Beydoun May A, Kaufman Jay S, Ibrahim Joseph, Satia Jessie A, Heiss Gerardo
1Center for Human Nutrition, Department of International Health, Bloomberg School of Public Health, Johns Hopkins University, Baltimore, MD, USA.
BMC Med Res Methodol. 2007 Sep 14;7:41. doi: 10.1186/1471-2288-7-41.
We aimed at assessing the degree of measurement error in essential fatty acid intakes from a food frequency questionnaire and the impact of correcting for such an error on precision and bias of odds ratios in logistic models. To assess these impacts, and for illustrative purposes, alternative approaches and methods were used with the binary outcome of cognitive decline in verbal fluency.

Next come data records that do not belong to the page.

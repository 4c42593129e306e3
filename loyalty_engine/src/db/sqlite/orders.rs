use log::trace;
use loyalty_common::{OrderNumber, Points};
use sqlx::{QueryBuilder, Sqlite, SqliteConnection};

use crate::db_types::{Order, OrderStatusType};

const ORDER_COLUMNS: &str = "number, user_id, status, accrual, uploaded_at, updated_at";

pub async fn fetch_order(number: &OrderNumber, conn: &mut SqliteConnection) -> Result<Option<Order>, sqlx::Error> {
    let sql = format!("SELECT {ORDER_COLUMNS} FROM orders WHERE number = $1");
    sqlx::query_as::<_, Order>(&sql).bind(number.as_str()).fetch_optional(conn).await
}

/// Fetches all orders with one of the given statuses, oldest first.
pub async fn fetch_orders_with_status(
    statuses: &[OrderStatusType],
    conn: &mut SqliteConnection,
) -> Result<Vec<Order>, sqlx::Error> {
    if statuses.is_empty() {
        return Ok(vec![]);
    }
    let mut builder = QueryBuilder::<Sqlite>::new(format!("SELECT {ORDER_COLUMNS} FROM orders WHERE status IN ("));
    let mut list = builder.separated(", ");
    for status in statuses {
        list.push_bind(*status);
    }
    list.push_unseparated(") ORDER BY uploaded_at ASC, rowid ASC");
    trace!("🗃️ Executing query: {}", builder.sql());
    builder.build_query_as::<Order>().fetch_all(conn).await
}

/// All orders for the user, most recent first.
pub async fn fetch_orders_for_user(user_id: i64, conn: &mut SqliteConnection) -> Result<Vec<Order>, sqlx::Error> {
    let sql = format!("SELECT {ORDER_COLUMNS} FROM orders WHERE user_id = $1 ORDER BY uploaded_at DESC, rowid DESC");
    sqlx::query_as::<_, Order>(&sql).bind(user_id).fetch_all(conn).await
}

/// Inserts a new order. If the number already exists, nothing is written and `None` is returned.
pub async fn insert_order(
    user_id: i64,
    number: &OrderNumber,
    conn: &mut SqliteConnection,
) -> Result<Option<Order>, sqlx::Error> {
    let sql = format!(
        "INSERT INTO orders (number, user_id, status) VALUES ($1, $2, 'NEW') ON CONFLICT (number) DO NOTHING RETURNING \
         {ORDER_COLUMNS}"
    );
    sqlx::query_as::<_, Order>(&sql).bind(number.as_str()).bind(user_id).fetch_optional(conn).await
}

/// Moves the order to `status`, but only if its current status is one of `from`. When `accrual` is given it is stored
/// alongside the new status.
///
/// Returns the updated order, or `None` if no row matched (unknown order, or an order not in any of the `from` states).
pub async fn transition_status(
    number: &OrderNumber,
    status: OrderStatusType,
    accrual: Option<Points>,
    from: &[OrderStatusType],
    conn: &mut SqliteConnection,
) -> Result<Option<Order>, sqlx::Error> {
    let mut builder = QueryBuilder::<Sqlite>::new("UPDATE orders SET status = ");
    builder.push_bind(status);
    if let Some(accrual) = accrual {
        builder.push(", accrual = ").push_bind(accrual);
    }
    builder.push(", updated_at = CURRENT_TIMESTAMP WHERE number = ").push_bind(number.as_str().to_string());
    builder.push(" AND status IN (");
    let mut list = builder.separated(", ");
    for s in from {
        list.push_bind(*s);
    }
    list.push_unseparated(")");
    builder.push(format!(" RETURNING {ORDER_COLUMNS}"));
    trace!("🗃️ Executing query: {}", builder.sql());
    builder.build_query_as::<Order>().fetch_optional(conn).await
}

Using the Atherosclerosis Risk in Communities (ARIC) study, we conducted a sensitivity analysis. The error-prone exposure - visit 1 fatty acid intake (1987-89) - was available for 7,814 subjects 50 years or older at baseline with complete data on cognitive decline between visits 2 (1990-92) and 4 (1996-98). Our binary outcome of interest was clinically significant decline in verbal fluency. Point estimates and 95% confidence intervals were compared between naive and measurement-error adjusted odds ratios of decline with every SD increase in fatty acid intake as % of energy. Two approaches were explored for adjustment: (A) External validation against biomarkers (plasma fatty acids in cholesteryl esters and phospholipids) and (B) Internal repeat measurements at visits 2 and 3. The main difference between the two is that Approach B makes a stronger assumption regarding lack of error correlations in the structural model. Additionally, we compared results from regression calibration (RCAL) to those from simulation extrapolation (SIMEX). Finally, using structural equations modeling, we estimated attenuation factors associated with each dietary exposure to assess degree of measurement error in a bivariate scenario for regression calibration of logistic regression model.
Attenuation factors for Approach A were smaller than B, suggesting a larger amount of measurement error in the dietary exposure. Replicate measures (Approach B) unlike concentration biomarkers (Approach A) may lead to imprecise odds ratios due to larger standard errors. Using SIMEX rather than RCAL models tends to preserve precision of odds ratios. We found in many cases that bias in naïve odds ratios was towards the null. RCAL tended to correct for a larger amount of effect bias than SIMEX, particularly for Approach A.
我们旨在评估通过食物频率问卷得出的必需脂肪酸摄入量的测量误差程度,以及校正此类误差对逻辑模型中比值比的精度和偏差的影响。为了评估这些影响,并用于说明目的,我们使用了替代方法和手段,以言语流畅性方面认知能力下降的二元结果进行分析。
利用社区动脉粥样硬化风险(ARIC)研究,我们进行了一项敏感性分析。易出错的暴露因素——访视1时的脂肪酸摄入量(1987 - 1989年)——可用于7814名50岁及以上的受试者,这些受试者在基线时拥有关于访视2(1990 - 1992年)和访视4(1996 - 1998年)之间认知能力下降的完整数据。我们感兴趣的二元结果是言语流畅性出现具有临床意义的下降。比较了随着脂肪酸摄入量占能量的百分比每增加一个标准差,朴素比值比和经测量误差调整后的下降比值比之间的点估计值和95%置信区间。探索了两种调整方法:(A)与生物标志物(胆固醇酯和磷脂中的血浆脂肪酸)进行外部验证,以及(B)在访视2和访视3时进行内部重复测量。两者的主要区别在于,方法B在结构模型中对缺乏误差相关性做出了更强的假设。此外,我们将回归校准(RCAL)的结果与模拟外推(SIMEX)的结果进行了比较。最后,使用结构方程模型,我们估计了与每种饮食暴露相关的衰减因子,以评估在逻辑回归模型回归校准的双变量情况下的测量误差程度。
方法A的衰减因子小于方法B,这表明饮食暴露中的测量误差量更大。与浓度生物标志物(方法A)不同,重复测量(方法B)可能由于标准误差较大而导致比值比不精确。使用SIMEX而非RCAL模型倾向于保持比值比的精度。我们发现在许多情况下,朴素比值比的偏差倾向于无效值。RCAL往往比SIMEX校正更大程度的效应偏差,特别是对于方法A。